-- What is expected --
Nothing but the lines from the start of the records through the line that contains "pub fn len(&self)" is to be copied, and each is to be copied exactly.

[Stored items]
···

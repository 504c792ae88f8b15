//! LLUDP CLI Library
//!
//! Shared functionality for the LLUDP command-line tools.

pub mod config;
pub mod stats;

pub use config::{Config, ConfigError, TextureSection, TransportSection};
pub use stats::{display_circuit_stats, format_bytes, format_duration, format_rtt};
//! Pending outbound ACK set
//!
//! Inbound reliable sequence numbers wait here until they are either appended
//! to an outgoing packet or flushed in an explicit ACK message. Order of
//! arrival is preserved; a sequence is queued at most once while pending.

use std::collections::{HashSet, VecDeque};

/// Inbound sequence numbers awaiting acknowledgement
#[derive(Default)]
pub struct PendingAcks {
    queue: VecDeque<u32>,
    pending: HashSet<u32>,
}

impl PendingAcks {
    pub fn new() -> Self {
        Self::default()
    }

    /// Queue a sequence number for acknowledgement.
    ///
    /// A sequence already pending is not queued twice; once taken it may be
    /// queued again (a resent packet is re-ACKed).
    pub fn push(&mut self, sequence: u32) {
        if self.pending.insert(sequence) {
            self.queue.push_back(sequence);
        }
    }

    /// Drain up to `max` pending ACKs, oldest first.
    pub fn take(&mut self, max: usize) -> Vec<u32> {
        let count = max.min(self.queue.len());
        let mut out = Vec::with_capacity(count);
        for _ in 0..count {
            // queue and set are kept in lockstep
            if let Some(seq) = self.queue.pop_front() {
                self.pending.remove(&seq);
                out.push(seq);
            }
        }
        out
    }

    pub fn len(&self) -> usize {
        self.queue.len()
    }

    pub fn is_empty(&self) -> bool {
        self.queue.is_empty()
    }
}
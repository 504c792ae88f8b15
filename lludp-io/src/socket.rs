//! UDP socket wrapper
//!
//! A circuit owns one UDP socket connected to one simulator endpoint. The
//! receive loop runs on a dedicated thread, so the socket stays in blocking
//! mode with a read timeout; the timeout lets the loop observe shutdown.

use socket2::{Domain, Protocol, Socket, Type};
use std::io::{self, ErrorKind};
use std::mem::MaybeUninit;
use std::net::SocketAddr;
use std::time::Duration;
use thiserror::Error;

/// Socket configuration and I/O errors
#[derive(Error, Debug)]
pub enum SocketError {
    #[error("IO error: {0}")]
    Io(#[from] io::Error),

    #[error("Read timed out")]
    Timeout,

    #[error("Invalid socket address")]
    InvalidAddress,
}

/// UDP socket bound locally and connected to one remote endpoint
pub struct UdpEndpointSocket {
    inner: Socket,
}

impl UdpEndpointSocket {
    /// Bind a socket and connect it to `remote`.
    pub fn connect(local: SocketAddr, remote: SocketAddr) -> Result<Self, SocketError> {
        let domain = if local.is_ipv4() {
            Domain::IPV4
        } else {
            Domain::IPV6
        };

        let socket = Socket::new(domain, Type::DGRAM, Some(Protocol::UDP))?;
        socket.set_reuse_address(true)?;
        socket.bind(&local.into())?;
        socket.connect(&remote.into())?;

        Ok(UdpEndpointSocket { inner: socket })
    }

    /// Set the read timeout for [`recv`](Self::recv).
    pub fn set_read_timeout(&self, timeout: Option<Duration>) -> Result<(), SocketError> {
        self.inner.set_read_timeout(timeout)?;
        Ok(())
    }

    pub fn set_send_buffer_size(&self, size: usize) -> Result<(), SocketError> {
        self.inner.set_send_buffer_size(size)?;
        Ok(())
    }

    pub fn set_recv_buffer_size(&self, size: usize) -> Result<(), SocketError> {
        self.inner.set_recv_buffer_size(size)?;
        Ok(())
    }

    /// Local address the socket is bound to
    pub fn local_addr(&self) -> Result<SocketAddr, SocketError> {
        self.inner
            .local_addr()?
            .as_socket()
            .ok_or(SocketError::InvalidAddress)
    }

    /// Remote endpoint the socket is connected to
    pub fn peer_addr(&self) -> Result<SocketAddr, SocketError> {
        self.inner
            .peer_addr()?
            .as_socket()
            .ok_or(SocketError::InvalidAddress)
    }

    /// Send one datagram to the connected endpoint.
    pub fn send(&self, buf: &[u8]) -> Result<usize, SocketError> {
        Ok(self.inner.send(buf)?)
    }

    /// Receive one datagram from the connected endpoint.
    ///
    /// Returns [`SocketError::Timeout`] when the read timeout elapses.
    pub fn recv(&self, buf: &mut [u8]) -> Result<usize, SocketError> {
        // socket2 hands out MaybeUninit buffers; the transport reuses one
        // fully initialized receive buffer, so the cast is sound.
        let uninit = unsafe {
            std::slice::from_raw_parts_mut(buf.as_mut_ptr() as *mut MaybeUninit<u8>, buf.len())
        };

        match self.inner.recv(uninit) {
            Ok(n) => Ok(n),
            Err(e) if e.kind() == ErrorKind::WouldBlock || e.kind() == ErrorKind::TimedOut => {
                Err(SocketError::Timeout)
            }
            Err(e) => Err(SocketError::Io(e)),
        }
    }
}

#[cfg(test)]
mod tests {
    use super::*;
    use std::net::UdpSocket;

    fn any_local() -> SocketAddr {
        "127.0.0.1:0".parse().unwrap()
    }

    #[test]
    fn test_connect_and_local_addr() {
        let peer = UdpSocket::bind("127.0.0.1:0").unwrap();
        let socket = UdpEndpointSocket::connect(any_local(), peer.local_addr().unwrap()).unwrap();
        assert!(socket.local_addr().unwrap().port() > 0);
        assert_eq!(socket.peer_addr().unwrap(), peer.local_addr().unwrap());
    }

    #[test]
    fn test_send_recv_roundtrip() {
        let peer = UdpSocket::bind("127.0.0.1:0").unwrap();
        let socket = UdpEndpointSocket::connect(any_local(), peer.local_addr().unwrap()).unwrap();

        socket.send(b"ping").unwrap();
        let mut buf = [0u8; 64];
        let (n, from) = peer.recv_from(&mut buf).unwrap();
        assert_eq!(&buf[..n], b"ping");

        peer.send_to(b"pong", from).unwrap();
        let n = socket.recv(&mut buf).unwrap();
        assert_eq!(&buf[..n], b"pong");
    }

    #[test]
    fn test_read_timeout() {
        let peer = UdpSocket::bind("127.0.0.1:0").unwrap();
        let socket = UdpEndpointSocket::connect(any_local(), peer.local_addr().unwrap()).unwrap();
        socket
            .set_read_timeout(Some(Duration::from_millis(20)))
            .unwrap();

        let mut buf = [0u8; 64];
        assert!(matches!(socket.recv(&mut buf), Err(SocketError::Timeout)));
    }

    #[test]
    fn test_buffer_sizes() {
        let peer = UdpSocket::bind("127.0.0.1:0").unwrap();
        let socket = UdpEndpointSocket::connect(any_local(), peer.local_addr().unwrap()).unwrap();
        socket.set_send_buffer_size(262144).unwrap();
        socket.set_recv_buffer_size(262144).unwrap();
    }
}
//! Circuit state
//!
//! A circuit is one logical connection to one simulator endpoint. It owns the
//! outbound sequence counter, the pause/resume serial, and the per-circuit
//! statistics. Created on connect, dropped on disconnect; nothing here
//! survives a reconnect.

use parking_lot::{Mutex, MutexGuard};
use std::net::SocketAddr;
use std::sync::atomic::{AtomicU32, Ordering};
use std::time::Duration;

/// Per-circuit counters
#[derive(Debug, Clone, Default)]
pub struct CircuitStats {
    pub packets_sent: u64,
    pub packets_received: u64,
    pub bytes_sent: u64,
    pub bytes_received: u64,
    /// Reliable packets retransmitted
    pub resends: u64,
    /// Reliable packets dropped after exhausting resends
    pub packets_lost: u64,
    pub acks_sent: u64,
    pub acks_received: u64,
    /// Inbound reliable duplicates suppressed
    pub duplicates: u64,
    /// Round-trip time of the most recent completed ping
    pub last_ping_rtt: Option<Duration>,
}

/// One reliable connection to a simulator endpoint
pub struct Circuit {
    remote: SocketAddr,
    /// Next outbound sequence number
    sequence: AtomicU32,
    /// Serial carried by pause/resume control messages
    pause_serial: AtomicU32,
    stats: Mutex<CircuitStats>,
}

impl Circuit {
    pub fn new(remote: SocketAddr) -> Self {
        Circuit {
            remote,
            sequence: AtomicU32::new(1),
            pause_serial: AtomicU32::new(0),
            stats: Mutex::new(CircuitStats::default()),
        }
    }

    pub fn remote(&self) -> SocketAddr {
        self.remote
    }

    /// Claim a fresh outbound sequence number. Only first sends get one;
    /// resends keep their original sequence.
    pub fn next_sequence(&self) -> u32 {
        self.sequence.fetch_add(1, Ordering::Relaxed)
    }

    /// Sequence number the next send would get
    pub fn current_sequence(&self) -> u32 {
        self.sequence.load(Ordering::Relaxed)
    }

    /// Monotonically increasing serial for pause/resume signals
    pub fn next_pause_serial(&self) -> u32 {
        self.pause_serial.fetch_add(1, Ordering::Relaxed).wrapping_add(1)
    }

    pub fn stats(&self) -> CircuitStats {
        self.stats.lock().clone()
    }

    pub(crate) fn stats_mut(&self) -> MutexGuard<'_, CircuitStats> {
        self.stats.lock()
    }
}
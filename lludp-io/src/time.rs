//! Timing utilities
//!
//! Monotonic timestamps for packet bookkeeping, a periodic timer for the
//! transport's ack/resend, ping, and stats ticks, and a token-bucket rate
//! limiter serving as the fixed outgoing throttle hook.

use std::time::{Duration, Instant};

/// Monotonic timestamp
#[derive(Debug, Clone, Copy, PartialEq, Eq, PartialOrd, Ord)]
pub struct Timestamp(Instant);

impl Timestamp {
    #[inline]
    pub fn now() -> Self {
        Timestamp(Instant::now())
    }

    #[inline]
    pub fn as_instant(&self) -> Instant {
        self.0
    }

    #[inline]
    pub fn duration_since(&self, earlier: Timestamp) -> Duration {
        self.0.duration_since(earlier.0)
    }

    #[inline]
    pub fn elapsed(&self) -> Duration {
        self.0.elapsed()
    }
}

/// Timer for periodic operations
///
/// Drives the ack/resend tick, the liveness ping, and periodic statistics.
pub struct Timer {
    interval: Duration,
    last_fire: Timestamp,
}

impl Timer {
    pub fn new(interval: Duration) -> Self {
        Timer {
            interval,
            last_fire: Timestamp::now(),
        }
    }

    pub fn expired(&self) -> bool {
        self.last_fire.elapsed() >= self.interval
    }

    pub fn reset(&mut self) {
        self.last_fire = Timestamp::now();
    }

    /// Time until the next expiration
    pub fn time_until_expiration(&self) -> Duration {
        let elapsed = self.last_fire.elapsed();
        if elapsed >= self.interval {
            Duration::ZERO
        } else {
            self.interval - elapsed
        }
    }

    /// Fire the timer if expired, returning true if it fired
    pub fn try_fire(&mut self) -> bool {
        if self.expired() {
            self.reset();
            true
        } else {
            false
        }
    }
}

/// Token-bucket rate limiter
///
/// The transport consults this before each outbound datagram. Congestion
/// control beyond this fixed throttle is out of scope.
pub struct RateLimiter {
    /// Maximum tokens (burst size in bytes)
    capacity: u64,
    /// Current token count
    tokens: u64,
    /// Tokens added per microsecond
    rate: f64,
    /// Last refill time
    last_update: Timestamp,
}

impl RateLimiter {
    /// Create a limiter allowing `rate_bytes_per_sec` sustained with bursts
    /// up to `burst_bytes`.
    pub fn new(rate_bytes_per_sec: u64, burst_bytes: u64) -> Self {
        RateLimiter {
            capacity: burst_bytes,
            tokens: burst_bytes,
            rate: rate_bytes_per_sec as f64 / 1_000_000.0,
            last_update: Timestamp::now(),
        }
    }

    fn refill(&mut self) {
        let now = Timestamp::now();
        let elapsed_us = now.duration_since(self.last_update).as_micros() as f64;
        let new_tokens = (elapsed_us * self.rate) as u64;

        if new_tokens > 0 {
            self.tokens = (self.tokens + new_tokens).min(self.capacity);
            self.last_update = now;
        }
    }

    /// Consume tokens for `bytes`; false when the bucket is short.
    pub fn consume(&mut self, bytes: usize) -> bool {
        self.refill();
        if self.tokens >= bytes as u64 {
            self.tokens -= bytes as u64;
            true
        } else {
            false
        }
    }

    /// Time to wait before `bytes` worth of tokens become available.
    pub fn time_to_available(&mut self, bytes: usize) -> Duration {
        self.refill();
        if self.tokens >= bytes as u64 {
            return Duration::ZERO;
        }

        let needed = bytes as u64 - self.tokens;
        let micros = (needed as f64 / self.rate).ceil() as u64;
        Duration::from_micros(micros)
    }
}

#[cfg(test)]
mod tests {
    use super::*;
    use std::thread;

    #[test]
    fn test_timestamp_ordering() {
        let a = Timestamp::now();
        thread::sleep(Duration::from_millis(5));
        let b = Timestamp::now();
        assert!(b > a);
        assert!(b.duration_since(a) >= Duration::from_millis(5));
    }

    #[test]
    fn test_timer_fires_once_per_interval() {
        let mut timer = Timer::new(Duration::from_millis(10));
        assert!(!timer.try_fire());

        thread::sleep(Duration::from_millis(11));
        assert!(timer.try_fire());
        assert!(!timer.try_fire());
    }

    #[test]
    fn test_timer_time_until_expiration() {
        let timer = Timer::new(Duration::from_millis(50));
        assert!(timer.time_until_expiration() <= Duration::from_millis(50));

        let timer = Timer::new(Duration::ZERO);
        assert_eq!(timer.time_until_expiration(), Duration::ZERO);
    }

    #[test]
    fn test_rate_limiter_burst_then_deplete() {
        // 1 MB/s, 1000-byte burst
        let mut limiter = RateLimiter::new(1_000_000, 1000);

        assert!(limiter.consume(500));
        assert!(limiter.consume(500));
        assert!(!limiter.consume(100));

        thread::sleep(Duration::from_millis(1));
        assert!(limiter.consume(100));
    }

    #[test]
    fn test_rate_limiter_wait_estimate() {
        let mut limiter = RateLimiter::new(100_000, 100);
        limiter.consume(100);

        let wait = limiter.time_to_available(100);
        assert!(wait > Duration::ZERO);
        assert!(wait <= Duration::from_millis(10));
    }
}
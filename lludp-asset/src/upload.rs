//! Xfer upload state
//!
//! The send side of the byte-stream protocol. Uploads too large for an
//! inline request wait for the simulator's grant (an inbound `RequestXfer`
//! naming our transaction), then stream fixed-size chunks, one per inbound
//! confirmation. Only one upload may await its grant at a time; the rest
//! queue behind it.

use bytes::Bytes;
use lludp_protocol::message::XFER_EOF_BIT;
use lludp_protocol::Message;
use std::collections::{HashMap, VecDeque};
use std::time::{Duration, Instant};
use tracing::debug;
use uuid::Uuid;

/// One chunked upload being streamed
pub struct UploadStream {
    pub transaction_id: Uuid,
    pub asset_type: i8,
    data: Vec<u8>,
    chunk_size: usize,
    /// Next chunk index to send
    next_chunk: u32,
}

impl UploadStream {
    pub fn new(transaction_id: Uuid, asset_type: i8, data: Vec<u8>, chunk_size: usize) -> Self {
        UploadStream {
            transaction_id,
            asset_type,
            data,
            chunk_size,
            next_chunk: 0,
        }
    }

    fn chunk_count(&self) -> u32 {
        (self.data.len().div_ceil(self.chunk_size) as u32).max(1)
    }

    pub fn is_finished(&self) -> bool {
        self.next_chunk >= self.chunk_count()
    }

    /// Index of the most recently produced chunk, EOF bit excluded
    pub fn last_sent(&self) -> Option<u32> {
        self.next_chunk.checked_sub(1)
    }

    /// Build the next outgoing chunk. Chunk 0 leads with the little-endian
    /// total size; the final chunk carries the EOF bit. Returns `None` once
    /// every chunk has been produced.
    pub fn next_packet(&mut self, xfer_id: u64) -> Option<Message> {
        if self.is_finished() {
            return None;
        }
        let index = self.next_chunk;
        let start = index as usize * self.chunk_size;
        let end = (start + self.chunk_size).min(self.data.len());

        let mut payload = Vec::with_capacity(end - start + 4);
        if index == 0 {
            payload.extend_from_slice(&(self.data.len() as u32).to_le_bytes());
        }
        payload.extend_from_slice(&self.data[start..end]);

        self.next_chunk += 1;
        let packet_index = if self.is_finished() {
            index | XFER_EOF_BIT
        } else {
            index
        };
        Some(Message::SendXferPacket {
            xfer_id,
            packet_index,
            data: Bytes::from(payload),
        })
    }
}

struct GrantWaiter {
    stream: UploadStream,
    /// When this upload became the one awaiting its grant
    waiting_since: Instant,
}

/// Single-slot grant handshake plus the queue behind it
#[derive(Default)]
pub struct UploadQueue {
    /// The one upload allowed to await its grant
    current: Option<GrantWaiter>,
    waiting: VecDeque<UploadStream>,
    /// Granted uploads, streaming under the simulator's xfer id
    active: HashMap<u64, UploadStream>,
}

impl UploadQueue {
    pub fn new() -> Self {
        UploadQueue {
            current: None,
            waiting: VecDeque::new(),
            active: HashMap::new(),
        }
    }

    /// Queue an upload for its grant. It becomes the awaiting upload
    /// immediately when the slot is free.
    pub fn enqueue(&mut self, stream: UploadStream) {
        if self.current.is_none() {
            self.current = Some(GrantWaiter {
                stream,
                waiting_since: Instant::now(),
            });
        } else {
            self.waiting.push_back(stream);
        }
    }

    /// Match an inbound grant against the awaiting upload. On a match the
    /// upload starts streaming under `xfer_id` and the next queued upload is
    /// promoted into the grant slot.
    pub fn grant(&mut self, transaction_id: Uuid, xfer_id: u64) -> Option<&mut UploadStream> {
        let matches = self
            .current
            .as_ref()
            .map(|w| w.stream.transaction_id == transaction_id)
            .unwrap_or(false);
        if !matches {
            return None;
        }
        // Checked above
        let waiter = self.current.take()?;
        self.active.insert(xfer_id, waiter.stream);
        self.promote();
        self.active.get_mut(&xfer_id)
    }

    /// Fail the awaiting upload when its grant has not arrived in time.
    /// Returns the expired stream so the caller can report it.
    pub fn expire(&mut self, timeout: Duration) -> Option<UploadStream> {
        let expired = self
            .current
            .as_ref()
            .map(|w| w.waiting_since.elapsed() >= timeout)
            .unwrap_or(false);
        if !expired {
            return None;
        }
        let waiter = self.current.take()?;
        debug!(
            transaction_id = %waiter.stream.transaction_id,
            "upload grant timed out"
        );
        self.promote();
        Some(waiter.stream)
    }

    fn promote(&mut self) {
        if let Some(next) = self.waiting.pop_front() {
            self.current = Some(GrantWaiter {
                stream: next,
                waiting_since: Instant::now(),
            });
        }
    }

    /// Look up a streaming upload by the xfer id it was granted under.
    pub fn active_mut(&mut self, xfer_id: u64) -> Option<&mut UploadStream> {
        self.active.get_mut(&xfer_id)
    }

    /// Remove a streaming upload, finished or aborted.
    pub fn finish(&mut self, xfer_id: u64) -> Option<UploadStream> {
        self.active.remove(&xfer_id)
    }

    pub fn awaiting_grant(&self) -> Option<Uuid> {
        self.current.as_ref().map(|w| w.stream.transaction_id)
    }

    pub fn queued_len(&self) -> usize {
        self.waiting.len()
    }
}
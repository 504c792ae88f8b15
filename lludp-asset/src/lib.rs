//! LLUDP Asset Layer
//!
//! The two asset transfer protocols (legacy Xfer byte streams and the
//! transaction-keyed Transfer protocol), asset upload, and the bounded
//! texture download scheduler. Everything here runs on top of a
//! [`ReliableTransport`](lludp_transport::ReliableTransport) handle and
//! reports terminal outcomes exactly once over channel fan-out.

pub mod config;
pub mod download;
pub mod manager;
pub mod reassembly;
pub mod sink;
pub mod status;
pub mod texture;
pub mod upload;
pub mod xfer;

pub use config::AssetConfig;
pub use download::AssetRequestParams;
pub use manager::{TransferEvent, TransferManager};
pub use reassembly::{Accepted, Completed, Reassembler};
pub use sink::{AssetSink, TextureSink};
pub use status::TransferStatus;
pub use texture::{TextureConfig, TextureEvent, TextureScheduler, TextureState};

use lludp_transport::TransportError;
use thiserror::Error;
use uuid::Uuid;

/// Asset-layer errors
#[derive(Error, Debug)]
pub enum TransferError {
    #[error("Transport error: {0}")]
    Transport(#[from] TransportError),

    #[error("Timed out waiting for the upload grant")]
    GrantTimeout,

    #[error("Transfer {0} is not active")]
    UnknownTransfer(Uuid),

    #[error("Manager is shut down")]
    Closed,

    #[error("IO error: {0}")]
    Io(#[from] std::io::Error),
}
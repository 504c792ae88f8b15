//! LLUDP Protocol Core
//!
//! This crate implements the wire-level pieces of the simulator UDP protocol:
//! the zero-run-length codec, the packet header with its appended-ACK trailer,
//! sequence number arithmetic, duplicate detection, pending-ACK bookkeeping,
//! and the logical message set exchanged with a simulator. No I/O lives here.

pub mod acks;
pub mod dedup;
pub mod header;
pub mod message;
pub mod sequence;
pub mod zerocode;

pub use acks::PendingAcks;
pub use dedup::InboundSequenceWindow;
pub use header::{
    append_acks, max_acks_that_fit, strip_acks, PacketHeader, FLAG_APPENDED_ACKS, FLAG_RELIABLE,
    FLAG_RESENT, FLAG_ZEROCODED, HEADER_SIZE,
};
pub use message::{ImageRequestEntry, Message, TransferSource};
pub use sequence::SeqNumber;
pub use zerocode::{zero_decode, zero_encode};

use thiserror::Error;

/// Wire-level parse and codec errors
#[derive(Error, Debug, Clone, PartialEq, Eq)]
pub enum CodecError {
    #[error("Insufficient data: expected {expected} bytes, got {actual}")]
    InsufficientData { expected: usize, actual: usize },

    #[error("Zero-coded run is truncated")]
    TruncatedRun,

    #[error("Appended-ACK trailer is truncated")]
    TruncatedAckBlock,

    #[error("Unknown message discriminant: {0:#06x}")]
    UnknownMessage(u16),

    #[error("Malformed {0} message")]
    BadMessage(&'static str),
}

···

-- Task response --
repository 504c792ae88f8b15
//! LLUDP CLI Library
//!
//! Shared functionality for the LLUDP command-line tools.

pub mod config;
pub mod stats;

pub use config::{Config, ConfigError, TextureSection, TransportSection};
pub use stats::{display_circuit_stats, format_bytes, format_duration, format_rtt};
//! Pending outbound ACK set
//!
//! Inbound reliable sequence numbers wait here until they are either appended
//! to an outgoing packet or flushed in an explicit ACK message. Order of
//! arrival is preserved; a sequence is queued at most once while pending.

use std::collections::{HashSet, VecDeque};

/// Inbound sequence numbers awaiting acknowledgement
#[derive(Default)]
pub struct PendingAcks {
    queue: VecDeque<u32>,
    pending: HashSet<u32>,
}

impl PendingAcks {
    pub fn new() -> Self {
        Self::default()
    }

    /// Queue a sequence number for acknowledgement.
    ///
    /// A sequence already pending is not queued twice; once taken it may be
    /// queued again (a resent packet is re-ACKed).
    pub fn push(&mut self, sequence: u32) {
        if self.pending.insert(sequence) {
            self.queue.push_back(sequence);
        }
    }

    /// Drain up to `max` pending ACKs, oldest first.
    pub fn take(&mut self, max: usize) -> Vec<u32> {
        let count = max.min(self.queue.len());
        let mut out = Vec::with_capacity(count);
        for _ in 0..count {
            // queue and set are kept in lockstep
            if let Some(seq) = self.queue.pop_front() {
                self.pending.remove(&seq);
                out.push(seq);
            }
        }
        out
    }

    pub fn len(&self) -> usize {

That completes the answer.